Тут уже намечаются тягости будущей жизни Пушкина. Глупые требования теток наложат на нее свою печать. Тряпки Натали будут съедать золото, заработанное стихами. Придется поступаться важной писательской привычкой выдерживать рукописи, придется спешить с их печатаньем.

А тут еще в самый разгар жениховства обрушилось на Пушкина большое горе. 14 января умер в Петербурге Дельвиг. Он давно прихварывал, но его окончательно подкосило неожиданное столкновение с Бенкендорфом, одна из тех бессмысленных историй, которые, постепенно накопляясь, отчуждали от правительства русское образованное общество.

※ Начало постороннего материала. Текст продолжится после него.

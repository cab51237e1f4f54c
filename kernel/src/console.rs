//! The `Printer` singleton: wraps the UART byte-out primitive so that kernel
//! text (diagnostics, fault decode, capability-negotiation warnings) has one
//! serializing choke point. Collapsed to the pieces this kernel actually
//! needs: there is no line-editing input buffer (no in-kernel shell in the
//! core), just `putc`/`puts` plus the blocking `getchar` the `getchar`
//! syscall rides on.

use core::fmt;

use arrayvec::ArrayVec;

use crate::arch::memlayout::BOARD;
use crate::lock::IrqLock;
use crate::param::CONSOLE_INPUT_CAP;
use crate::uart::Uart;
use crate::wait::WaitList;

struct Printer {
    uart: Uart,
}

// SAFETY: `uart` is the single PL011 instance, mapped once at boot, and
// every access goes through `PRINTER`'s `IrqLock`.
unsafe impl Send for Printer {}

impl fmt::Write for Printer {
    fn write_str(&mut self, s: &str) -> fmt::Result {
        for b in s.bytes() {
            self.uart.putc(b);
        }
        Ok(())
    }
}

static PRINTER: IrqLock<Option<Printer>> = IrqLock::new("printer", None);

/// Maps the board's UART0 MMIO range and installs the `Printer` singleton.
/// Must run before any `print!`/`kinfo!` call other than this one's own
/// diagnostics; first step of the documented boot order (UART -> ...).
///
/// # Safety
/// Must be called exactly once, before the MMU is enabled (the UART is
/// addressed by its physical address at this point).
pub unsafe fn init_pre_mmu() {
    let uart = unsafe { Uart::new(BOARD.uart0) };
    uart.init();
    *PRINTER.lock() = Some(Printer { uart });
}

/// Rebases the `Printer`'s UART pointer from physical to direct-map virtual,
/// called once post-MMU as part of the same pointer-rebasing pass the MMU
/// module performs for the page allocators.
pub fn rebase_post_mmu(direct_map_offset: usize) {
    let mut guard = PRINTER.lock();
    if let Some(p) = guard.as_mut() {
        // SAFETY: the UART's physical MMIO base is identity-adjacent to its
        // direct-map virtual address by construction of the direct map.
        p.uart = unsafe { Uart::new(BOARD.uart0 + direct_map_offset) };
    }
}

/// Enables the UART's RX interrupt; called once the GIC is up.
pub fn enable_rx_interrupt() {
    let guard = PRINTER.lock();
    if let Some(p) = guard.as_ref() {
        p.uart.enable_rx_interrupt();
    }
}

/// Blocks (spin-polling, not through the scheduler -- this is the
/// diagnostic path) until a byte arrives and returns it. The `getchar`
/// syscall instead blocks through `wait::WaitList`, fed by `handle_rx_isr`.
pub fn getc_poll() -> u8 {
    loop {
        let guard = PRINTER.lock();
        if let Some(p) = guard.as_ref() {
            if let Some(c) = p.uart.getc() {
                return c;
            }
        }
        drop(guard);
        core::hint::spin_loop();
    }
}

/// The UART ISR: drains the receive FIFO, handing each byte to `sink`
/// (installed by the console-input path once it exists), then clears the
/// interrupt cause.
pub fn handle_rx_isr(mut sink: impl FnMut(u8)) {
    let guard = PRINTER.lock();
    if let Some(p) = guard.as_ref() {
        while let Some(c) = p.uart.getc() {
            sink(c);
        }
        p.uart.clear_interrupts();
    }
}

struct ConsoleInput {
    queue: ArrayVec<u8, CONSOLE_INPUT_CAP>,
    waiters: WaitList,
}

static INPUT: IrqLock<ConsoleInput> = IrqLock::new(
    "console_input",
    ConsoleInput {
        queue: ArrayVec::new_const(),
        waiters: WaitList::new(),
    },
);

/// Feeds one RX byte into the blocking `getchar` path. Installed as
/// `handle_rx_isr`'s sink once the GIC is up; the oldest byte is dropped
/// (logged) if the queue is already full, since there is no backpressure to
/// apply to a UART.
pub fn feed_input_byte(c: u8) {
    let mut guard = INPUT.lock();
    if guard.queue.is_full() {
        crate::kwarn!("console input queue full, dropping oldest byte");
        guard.queue.remove(0);
    }
    guard.queue.push(c);
    guard.waiters.awaken();
}

/// Blocks the calling process through the scheduler (not spin-polling, see
/// `getc_poll`) until a byte is available, and returns it. Backs the
/// `getchar` syscall.
pub fn getchar_blocking() -> u8 {
    loop {
        let mut guard = INPUT.lock();
        if !guard.queue.is_empty() {
            return guard.queue.remove(0);
        }
        // Must add the waiter and drop the lock before calling the
        // scheduler: `schedule` never returns to this stack frame until
        // `feed_input_byte` wakes it, and that needs `INPUT`'s lock itself.
        unsafe { crate::lock::push_off() };
        if let Some(idx) = crate::proc::current_idx() {
            guard.waiters.add_waiter(idx);
            crate::proc::set_ready(idx, false);
        }
        drop(guard);
        unsafe { crate::lock::pop_off() };
        crate::proc::yield_current();
    }
}

#[doc(hidden)]
pub fn _print(args: fmt::Arguments<'_>) {
    use fmt::Write;
    let mut guard = PRINTER.lock();
    if let Some(p) = guard.as_mut() {
        let _ = p.write_fmt(args);
    }
}

/// Prints to the console with no trailing newline.
#[macro_export]
macro_rules! print {
    ($($arg:tt)*) => ($crate::console::_print(format_args!($($arg)*)));
}

/// Prints to the console, with a trailing newline.
#[macro_export]
macro_rules! println {
    () => ($crate::print!("\n"));
    ($($arg:tt)*) => ($crate::print!("{}\n", format_args!($($arg)*)));
}

/// Informational diagnostic (boot progress, capability negotiation, scheduler
/// fallback).
#[macro_export]
macro_rules! kinfo {
    ($($arg:tt)*) => ($crate::println!("[info] {}", format_args!($($arg)*)));
}

/// A recoverable-but-notable condition: a refused precondition violation, a
/// dropped malformed virtqueue entry, a full wait list.
#[macro_export]
macro_rules! kwarn {
    ($($arg:tt)*) => ($crate::println!("[warn] {}", format_args!($($arg)*)));
}

/// A fault, an unknown syscall number, or another error-taxonomy event
/// spec.md §7 says must be logged.
#[macro_export]
macro_rules! kerror {
    ($($arg:tt)*) => ($crate::println!("[error] {}", format_args!($($arg)*)));
}
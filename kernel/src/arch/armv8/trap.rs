//! AArch64 exception vector table, trap frame, and `return_from_exception`.
//!
//! Exception-vector table with entry points for supervisor call, IRQ,
//! prefetch abort, and data abort; dispatch into kernel-generic
//! code happens in `crate::trap`.

use core::arch::{asm, global_asm};

use crate::arch::addr::PAddr;
use crate::arch::interface::{ContextManager, TrapFrame as TrapFrameTrait};
use crate::trap::{handle_trap, TrapSource};

/// Callee-saved context for a blocked kthread/process. Layout must match
/// the offsets `asm.rs`'s
/// `sos_context_switch` uses.
#[derive(Clone, Copy)]
#[repr(C)]
pub struct Armv8Context {
    x19: u64,
    x20: u64,
    x21: u64,
    x22: u64,
    x23: u64,
    x24: u64,
    x25: u64,
    x26: u64,
    x27: u64,
    x28: u64,
    fp: u64,
    lr: u64,
    sp: u64,
}

impl ContextManager for Armv8Context {
    fn zeroed() -> Self {
        Self {
            x19: 0,
            x20: 0,
            x21: 0,
            x22: 0,
            x23: 0,
            x24: 0,
            x25: 0,
            x26: 0,
            x27: 0,
            x28: 0,
            fp: 0,
            lr: 0,
            sp: 0,
        }
    }

    fn set_entry(&mut self, pc: usize) {
        self.lr = pc as u64;
    }

    fn set_stack(&mut self, sp: usize) {
        self.sp = sp as u64;
    }

    fn set_arg0(&mut self, arg: usize) {
        // Kthreads start through a small trampoline (see `proc::kthread_trampoline`)
        // that expects its argument in x19, the first callee-saved register
        // `sos_context_switch` restores before jumping to `lr`.
        self.x19 = arg as u64;
    }
}

/// Full user-mode register file, saved/restored by the exception vectors.
#[derive(Clone, Copy, Default)]
#[repr(C)]
pub struct Armv8Trap {
    pub regs: [u64; 31],
    pub sp_el0: u64,
    pub elr_el1: u64,
    pub spsr_el1: u64,
}

impl TrapFrameTrait for Armv8Trap {
    fn zeroed() -> Self {
        Self::default()
    }

    fn set_pc(&mut self, pc: usize) {
        self.elr_el1 = pc as u64;
    }

    fn set_sp(&mut self, sp: usize) {
        self.sp_el0 = sp as u64;
    }

    fn set_syscall_ret(&mut self, val: usize) {
        self.regs[0] = val as u64;
    }

    fn syscall_num(&self) -> i32 {
        self.regs[8] as i32
    }

    fn syscall_arg(&self, index: usize) -> usize {
        self.regs[index] as usize
    }

    fn from_user(&self) -> bool {
        // SPSR_EL1.M[3:0] == 0b0000 is EL0t; any other value is an EL1 mode.
        self.spsr_el1 & 0xf == 0
    }

    fn pc(&self) -> usize {
        self.elr_el1 as usize
    }
}

/// Must match `Armv8Trap`'s layout exactly; checked below.
const FRAME_SIZE: usize = 272;

static_assertions::const_assert_eq!(FRAME_SIZE, core::mem::size_of::<Armv8Trap>());

global_asm!(
    r#"
.macro SAVE_FRAME
    sub sp, sp, #272
    stp x0, x1, [sp, #0]
    stp x2, x3, [sp, #16]
    stp x4, x5, [sp, #32]
    stp x6, x7, [sp, #48]
    stp x8, x9, [sp, #64]
    stp x10, x11, [sp, #80]
    stp x12, x13, [sp, #96]
    stp x14, x15, [sp, #112]
    stp x16, x17, [sp, #128]
    stp x18, x19, [sp, #144]
    stp x20, x21, [sp, #160]
    stp x22, x23, [sp, #176]
    stp x24, x25, [sp, #192]
    stp x26, x27, [sp, #208]
    stp x28, x29, [sp, #224]
    str x30, [sp, #240]
    mrs x0, sp_el0
    mrs x1, elr_el1
    mrs x2, spsr_el1
    stp x0, x1, [sp, #248]
    str x2, [sp, #264]
.endm

.macro RESTORE_FRAME
    ldp x0, x1, [sp, #248]
    ldr x2, [sp, #264]
    msr sp_el0, x0
    msr elr_el1, x1
    msr spsr_el1, x2
    ldp x0, x1, [sp, #0]
    ldp x2, x3, [sp, #16]
    ldp x4, x5, [sp, #32]
    ldp x6, x7, [sp, #48]
    ldp x8, x9, [sp, #64]
    ldp x10, x11, [sp, #80]
    ldp x12, x13, [sp, #96]
    ldp x14, x15, [sp, #112]
    ldp x16, x17, [sp, #128]
    ldp x18, x19, [sp, #144]
    ldp x20, x21, [sp, #160]
    ldp x22, x23, [sp, #176]
    ldp x24, x25, [sp, #192]
    ldp x26, x27, [sp, #208]
    ldp x28, x29, [sp, #224]
    ldr x30, [sp, #240]
    add sp, sp, #272
.endm

.align 11
.global sos_vectors
sos_vectors:
// Current EL with SP0 (never taken: we always run EL1 on SP_EL1).
.align 7
b .
.align 7
b .
.align 7
b .
.align 7
b .
// Current EL with SPx: kernel-mode traps.
.align 7
SAVE_FRAME
mov x0, sp
mov x1, #0
bl sos_trap_dispatch
RESTORE_FRAME
eret
.align 7
SAVE_FRAME
mov x0, sp
mov x1, #1
bl sos_trap_dispatch
RESTORE_FRAME
eret
.align 7
SAVE_FRAME
mov x0, sp
mov x1, #2
bl sos_trap_dispatch
RESTORE_FRAME
eret
.align 7
SAVE_FRAME
mov x0, sp
mov x1, #3
bl sos_trap_dispatch
RESTORE_FRAME
eret
// Lower EL using AArch64: user-mode traps (syscall, IRQ, aborts).
.align 7
SAVE_FRAME
mov x0, sp
mov x1, #4
bl sos_trap_dispatch
RESTORE_FRAME
eret
.align 7
SAVE_FRAME
mov x0, sp
mov x1, #5
bl sos_trap_dispatch
RESTORE_FRAME
eret
.align 7
SAVE_FRAME
mov x0, sp
mov x1, #6
bl sos_trap_dispatch
RESTORE_FRAME
eret
.align 7
SAVE_FRAME
mov x0, sp
mov x1, #7
bl sos_trap_dispatch
RESTORE_FRAME
eret
// Lower EL using AArch32: not supported, this kernel's user mode is
// AArch64-only.
.align 7
b .
.align 7
b .
.align 7
b .
.align 7
b .

.global sos_return_from_exception
sos_return_from_exception:
// x0 = &Armv8Trap, x1 = ttbr0 physical root.
msr ttbr0_el1, x1
isb
tlbi vmalle1
dsb ish
isb
mov sp, x0
RESTORE_FRAME
eret
"#
);

extern "C" {
    fn sos_vectors();
    fn sos_return_from_exception(frame: *const Armv8Trap, ttbr0: u64) -> !;
}

/// Reads `ESR_EL1` and classifies a synchronous exception's exception
/// class (bits 31:26) into the architecture-independent `TrapSource`.
fn classify_sync() -> TrapSource {
    let esr: u64;
    unsafe { asm!("mrs {x}, esr_el1", x = out(reg) esr) };
    let ec = (esr >> 26) & 0x3f;
    match ec {
        0x15 => TrapSource::Syscall,           // SVC from AArch64
        0x20 | 0x21 => TrapSource::PrefetchAbort, // instruction abort, lower/same EL
        0x24 | 0x25 => TrapSource::DataAbort,      // data abort, lower/same EL
        _ => TrapSource::Undefined,
    }
}

#[no_mangle]
extern "C" fn sos_trap_dispatch(frame: *mut Armv8Trap, vector: u64) {
    let kind = vector % 4;
    let source = match kind {
        0 => classify_sync(),
        1 => TrapSource::Irq,
        3 => TrapSource::SError,
        _ => TrapSource::Undefined, // FIQ: unused by this kernel
    };
    // SAFETY: `frame` points at a just-saved, full register file on the
    // current exception stack; it outlives this call.
    let frame = unsafe { &mut *frame };
    handle_trap(frame, source);
}

/// # Safety
/// See `Arch::install_vectors`.
pub unsafe fn install_vectors() {
    unsafe {
        asm!("msr vbar_el1, {x}", "isb", x = in(reg) sos_vectors as u64);
    }
}

/// # Safety
/// See `Arch::return_from_exception`.
pub unsafe fn return_from_exception(ctx: &Armv8Trap, ttbr0: PAddr) -> ! {
    unsafe { sos_return_from_exception(ctx as *const Armv8Trap, ttbr0.addr() as u64) }
}
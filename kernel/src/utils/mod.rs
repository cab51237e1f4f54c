//! Small free-standing helpers with no better home.

/// Blocks inlining to avoid an infinite-loop miscompilation of LLVM on some
/// targets (rust-lang/rust#28728) when a spin loop is inlined into a caller
/// that itself never returns.
#[inline(never)]
pub fn spin_loop() -> ! {
    loop {
        ::core::hint::spin_loop();
    }
}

28 октября в «Литературной Газете» была напечатана невинная заметка о том, что в Париже предполагается поставить памятник жертвам июльской революции и на нем вырезать стихи Казимира де ла Виня:

 
France, dis moi leurs noms!
Je n'en vois pas paraitre
Sur ce funebre monument:
Ils ont vaincu si promptement,
Que tu fus libre avant de les connaitre [40]40
  Франция, назови мне их имена! Я не вижу их начертанными на этом надгробном монументе: они победили так быстро, что ты стала свободной прежде, чем их узнала (фр.).


[Закрыть]
.
 

Шеф жандармов в одном упоминании о революции усмотрел крамолу. Рассердился он и на неподписанную статью, которую писал Пушкин, но Бенкендорф приписал ее Дельвигу. «Литературная Газета» была немедленно закрыта. Дельвига вызвали к Бенкендорфу, который, по словам Андрея Дельвига, его племянника, обошелся с писателем крайне грубо, говорил с ним на «ты», грозил упрятать в Сибирь и его, и Вяземского, и Пушкина. «В пылу разговора Бенкендорф не скрыл даже, что в этом деле он руководствовался доносом Булгарина».

Дельвиг, со свойственной ему невозмутимостью, спокойно возразил, что на основании закона издатель не отвечает за статьи, пропущенные цензурой, как было в данном случае, и что упреки его сиятельства должны быть обращены не к нему, а к цензору. Бенкендорф разгневался и ответил:

– Законы пишутся не для начальства, и вы не имеете права в объяснениях со мной на них ссылаться или ими оправдываться.

Так рассказывает в своих записках А. И. Кошелев, мемуарист осторожный и точный.

Мягкий, благовоспитанный Дельвиг вернулся из жандармского управления совсем больной. Он написал Пушкину в Болдино горькое письмо: «Люди, истинно привязанные к своему Государю и чистые совестью, ничего не ищут и никому не кланяются, думая, что чувства верноподданнические их и совесть защитят их во всяком случае. Неправда, подлецы в это время хлопочут из корыстолюбия марать честных и выезжают на своих мерзостях. Булгарин верным подданным является. А я слыву карбонарием, я – русский, воспитанный Государем, отец семейства и ожидающий от Царя помощи матери моей, и сестрам, и братьям» (середина ноября 1830 г.).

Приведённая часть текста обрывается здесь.